Bazı kelimeler vardır; sanki eski zamanlara aittir, artık kullanılmaz sanılır. Ama onlar, hâlâ içimizde bir yerlerde yaşar. Vefa da işte böyle bir kelimedir. Yalnızca bir semtin adı değil; bir insanlık ölçüsüdür. Hatırlayanın, unutmayanın, gönül bağına sadık olanın adıdır.
Eskiden insanlar, bir fincan kahvenin kırk yıl hatırını yüreğinde taşırdı. Mahallede bir komşunun selamı, bir dostun vedası kolay kolay unutulmazdı. Kimse, kendisine iyilik yapanı yarı yolda bırakmazdı. Vefa, insanı insan yapan en önemli hasletlerden biriydi.

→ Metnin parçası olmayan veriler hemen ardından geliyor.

use crate::metrics::{generate_request_id, OperationTimer};
use tonic::{Request, Response, Status};
use tracing::instrument;

use super::handlers;
use super::proto::shopping_list_server::ShoppingList;
use super::proto::{
    AddItemRequest, AddItemResponse, DaemonInfo, DeleteItemRequest, DeleteItemResponse,
    EditItemRequest, EditItemResponse, GetDaemonInfoRequest, GetItemsRequest, GetItemsResponse,
    MarkItemCompletedRequest, MarkItemCompletedResponse, ShutdownRequest, ShutdownResponse,
};
use super::ShoppingListService;

/// Flag the timer when a handler reported a domain error in its response.
fn record_outcome(timer: &mut OperationTimer, success: bool) {
    if !success {
        timer.mark_failed();
    }
}

#[tonic::async_trait]
impl ShoppingList for ShoppingListService {
    #[instrument(
        name = "grpc.add_item",
        skip(self, request),
        fields(request_id = %generate_request_id())
    )]
    async fn add_item(
        &self,
        request: Request<AddItemRequest>,
    ) -> Result<Response<AddItemResponse>, Status> {
        let mut timer = OperationTimer::new("add_item");
        let response = handlers::item_add::add_item(&self.store, request.into_inner()).await?;
        record_outcome(&mut timer, response.get_ref().success);
        Ok(response)
    }

    #[instrument(
        name = "grpc.edit_item",
        skip(self, request),
        fields(request_id = %generate_request_id())
    )]
    async fn edit_item(
        &self,
        request: Request<EditItemRequest>,
    ) -> Result<Response<EditItemResponse>, Status> {
        let mut timer = OperationTimer::new("edit_item");
        let response = handlers::item_edit::edit_item(&self.store, request.into_inner()).await?;
        record_outcome(&mut timer, response.get_ref().success);
        Ok(response)
    }

    #[instrument(
        name = "grpc.delete_item",
        skip(self, request),
        fields(request_id = %generate_request_id())
    )]
    async fn delete_item(
        &self,
        request: Request<DeleteItemRequest>,
    ) -> Result<Response<DeleteItemResponse>, Status> {
        let mut timer = OperationTimer::new("delete_item");
        let response =
            handlers::item_delete::delete_item(&self.store, request.into_inner()).await?;
        record_outcome(&mut timer, response.get_ref().success);
        Ok(response)
    }

    #[instrument(
        name = "grpc.mark_item_completed",
        skip(self, request),
        fields(request_id = %generate_request_id())
    )]
    async fn mark_item_completed(
        &self,
        request: Request<MarkItemCompletedRequest>,
    ) -> Result<Response<MarkItemCompletedResponse>, Status> {
        let mut timer = OperationTimer::new("mark_item_completed");
        let response =
            handlers::item_complete::mark_item_completed(&self.store, request.into_inner())
                .await?;
        record_outcome(&mut timer, response.get_ref().success);
        Ok(response)
    }

    #[instrument(
        name = "grpc.get_items",
        skip(self, request),
        fields(request_id = %generate_request_id())
    )]
    async fn get_items(
        &self,
        request: Request<GetItemsRequest>,
    ) -> Result<Response<GetItemsResponse>, Status> {
        let _timer = OperationTimer::new("get_items");
        handlers::item_list::get_items(&self.store, request.into_inner()).await
    }

    async fn get_daemon_info(
        &self,
        request: Request<GetDaemonInfoRequest>,
    ) -> Result<Response<DaemonInfo>, Status> {
        handlers::daemon::get_daemon_info(
            &self.store,
            self.exe_path.as_deref(),
            request.into_inner(),
        )
        .await
    }

    async fn shutdown(
        &self,
        request: Request<ShutdownRequest>,
    ) -> Result<Response<ShutdownResponse>, Status> {
        handlers::daemon::shutdown(request.into_inner(), &self.shutdown_tx).await
    }
}
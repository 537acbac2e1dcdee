use std::collections::BTreeMap;

use tracing::debug;

use super::error::ItemError;
use super::types::{ShoppingItem, Timestamp};
use crate::utils::now_nanos;

/// Authoritative collection of shopping items.
///
/// Ids are handed out from a counter that only moves forward, so iterating
/// the id-ordered map yields items in insertion order.
#[derive(Debug, Default)]
pub struct ItemStore {
    next_id: u64,
    items: BTreeMap<u64, ShoppingItem>,
}

impl ItemStore {
    #[must_use]
    pub fn new() -> Self {
        Self::default()
    }

    /// Insert a new item and return its freshly assigned id.
    pub fn add_item(
        &mut self,
        text: String,
        description: String,
        due_date: Option<Timestamp>,
    ) -> Result<u64, ItemError> {
        let id = self.next_id;
        self.next_id = self.next_id.saturating_add(1);
        let item = ShoppingItem::new(id, text, description, due_date, now_nanos());
        self.items.insert(id, item);
        debug!(item_id = id, "Item added");
        Ok(id)
    }

    /// Replace text, description and due date of an existing item.
    ///
    /// `id`, `completed` and `created_at` are left untouched.
    pub fn edit_item(
        &mut self,
        id: u64,
        text: String,
        description: String,
        due_date: Option<Timestamp>,
    ) -> Result<(), ItemError> {
        let item = self.items.get_mut(&id).ok_or(ItemError::NotFound(id))?;
        item.text = text;
        item.description = description;
        item.due_date = due_date;
        debug!(item_id = id, "Item edited");
        Ok(())
    }

    pub fn delete_item(&mut self, id: u64) -> Result<(), ItemError> {
        self.items.remove(&id).ok_or(ItemError::NotFound(id))?;
        debug!(item_id = id, "Item deleted");
        Ok(())
    }

    /// Mark an item completed. Completing an already completed item succeeds.
    pub fn mark_item_completed(&mut self, id: u64) -> Result<(), ItemError> {
        let item = self.items.get_mut(&id).ok_or(ItemError::NotFound(id))?;
        item.completed = true;
        debug!(item_id = id, "Item marked completed");
        Ok(())
    }

    /// All current items in insertion order.
    #[must_use]
    pub fn get_items(&self) -> Vec<ShoppingItem> {
        self.items.values().cloned().collect()
    }

    #[must_use]
    pub fn get_item(&self, id: u64) -> Option<&ShoppingItem> {
        self.items.get(&id)
    }

    #[must_use]
    pub fn len(&self) -> usize {
        self.items.len()
    }

    #[must_use]
    pub fn is_empty(&self) -> bool {
        self.items.is_empty()
    }

    /// The id the next `add_item` call will assign.
    #[must_use]
    pub fn next_id(&self) -> u64 {
        self.next_id
    }
}

#[cfg(test)]
#[path = "store_tests.rs"]
mod store_tests;
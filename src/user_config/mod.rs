mod loader;
pub use loader::{load_user_config, load_user_config_from};
use serde::{Deserialize, Serialize};
use std::path::PathBuf;
use thiserror::Error;

use crate::utils::get_app_dir;

#[derive(Debug, Error)]
pub enum UserConfigError {
    #[error("Failed to read user config file: {0}")]
    Io(#[from] std::io::Error),
    #[error("Failed to parse user config TOML: {0}")]
    Toml(#[from] toml::de::Error),
}

/// Client settings (`[client]` table in the TOML file).
#[derive(Debug, Clone, Default, Serialize, Deserialize, PartialEq, Eq)]
#[serde(deny_unknown_fields)]
pub struct ClientConfig {
    /// Daemon URL used when neither `--url` nor `SHOPPING_LIST_URL` is given
    #[serde(default)]
    pub url: Option<String>,
}

/// Daemon settings (`[daemon]` table in the TOML file).
#[derive(Debug, Clone, Default, Serialize, Deserialize, PartialEq, Eq)]
#[serde(deny_unknown_fields)]
pub struct DaemonConfig {
    /// Bind address used when neither `--addr` nor `SHOPPING_LIST_ADDR` is given
    #[serde(default)]
    pub addr: Option<String>,
}

/// Top-level user configuration, deserialized from `~/.shopping-list/config.toml`.
#[derive(Debug, Clone, Default, Serialize, Deserialize, PartialEq, Eq)]
pub struct UserConfig {
    #[serde(default)]
    pub client: ClientConfig,
    #[serde(default)]
    pub daemon: DaemonConfig,
}

/// Resolve the canonical path for the user config file.
#[must_use]
pub fn user_config_path() -> Option<PathBuf> {
    get_app_dir().map(|d| d.join("config.toml"))
}

#[cfg(test)]
#[path = "../user_config_tests.rs"]
mod user_config_tests;
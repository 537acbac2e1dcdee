use std::future::Future;
use std::pin::Pin;
use std::task::{Context, Poll};
use std::time::Instant;

use http::{Request, Response};
use tower::{Layer, Service};
use tracing::{info, warn};

/// A Tower layer that logs gRPC requests and responses.
#[derive(Clone, Copy)]
pub struct GrpcLoggingLayer;

impl<S> Layer<S> for GrpcLoggingLayer {
    type Service = GrpcLoggingService<S>;

    fn layer(&self, inner: S) -> Self::Service {
        GrpcLoggingService { inner }
    }
}

/// A Tower service that logs gRPC requests and responses.
#[derive(Clone)]
pub struct GrpcLoggingService<S> {
    inner: S,
}

/// Split a gRPC path (`/package.Service/Method`) into service and method.
fn split_grpc_path(path: &str) -> (String, String) {
    let mut parts = path.trim_start_matches('/').splitn(2, '/');
    let service = parts.next().filter(|s| !s.is_empty()).unwrap_or("unknown");
    let method = parts.next().filter(|s| !s.is_empty()).unwrap_or("unknown");
    (service.to_string(), method.to_string())
}

impl<S, ReqBody, ResBody> Service<Request<ReqBody>> for GrpcLoggingService<S>
where
    S: Service<Request<ReqBody>, Response = Response<ResBody>> + Clone + Send + 'static,
    S::Future: Send,
    ReqBody: Send + 'static,
    ResBody: Send + 'static,
{
    type Response = S::Response;
    type Error = S::Error;
    type Future = Pin<Box<dyn Future<Output = Result<Self::Response, Self::Error>> + Send>>;

    fn poll_ready(&mut self, cx: &mut Context<'_>) -> Poll<Result<(), Self::Error>> {
        self.inner.poll_ready(cx)
    }

    fn call(&mut self, req: Request<ReqBody>) -> Self::Future {
        let start = Instant::now();
        let (service, method) = split_grpc_path(req.uri().path());

        info!(grpc.service = %service, grpc.method = %method, "gRPC request started");

        let mut inner = self.inner.clone();
        Box::pin(async move {
            let result = inner.call(req).await;
            let duration_ms = start.elapsed().as_millis();

            match &result {
                Ok(response) => {
                    // Trailers-only responses carry the status in the headers
                    let status = response
                        .headers()
                        .get("grpc-status")
                        .and_then(|v| v.to_str().ok())
                        .unwrap_or("0");
                    info!(
                        grpc.service = %service,
                        grpc.method = %method,
                        grpc.status = %status,
                        duration_ms = %duration_ms,
                        "gRPC request completed"
                    );
                }
                Err(_) => {
                    warn!(
                        grpc.service = %service,
                        grpc.method = %method,
                        grpc.status = "error",
                        duration_ms = %duration_ms,
                        "gRPC request failed"
                    );
                }
            }

            result
        })
    }
}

Zamanla çok şey değişti. Hayat hızlandı, ilişkiler yüzeyselleşti. Artık insanlar birbirini aramak için bile bahaneye ihtiyaç duyuyor. Bir mesaj, bir selam bile çok görülür oldu. Oysa vefa, en çok da hatırlamakla yaşar. Yıllar geçse de kalpteki yeri silinmeyenlerdedir vefa.
Tarihten bir örnekle anlatmak gerekirse… Hz. Ebubekir’in Peygamber Efendimiz’e olan vefası dillere destandır. Sevr Mağarası’nda, hicret gecesinde, ölümle burun burunayken bile kendini değil, dostunu düşünmüştür. “Ya Resûlallah, sana bir zarar gelirse ben ne yaparım?” demiştir. İşte bu cümlede gizlidir gerçek vefa. Korkudan değil, sevgiden siper olmaktır.
Bugün belki bizler bir Sevr Mağarası’nda değiliz ama hayatın içinde nice sınavlardan geçiyoruz. Dostlarımız, ailemiz, öğretmenimiz, eski bir komşumuz... Kim bize ne yaptıysa değil, biz neyi unutmuyoruz, önemli olan bu.
Vefa hâlâ yaşıyor. Bir annenin sabırla bekleyişinde, bir öğrencinin hocasına ettiği şükranda, bir gencin yıllar sonra bile arayıp hal hatır sormasında… Hâlâ yaşıyor ve yaşatılmayı bekliyor.
Şimdi kendimize soralım:
Kimin vefasını taşıyoruz?
Ve kim bizim vefamıza güvenebiliyor?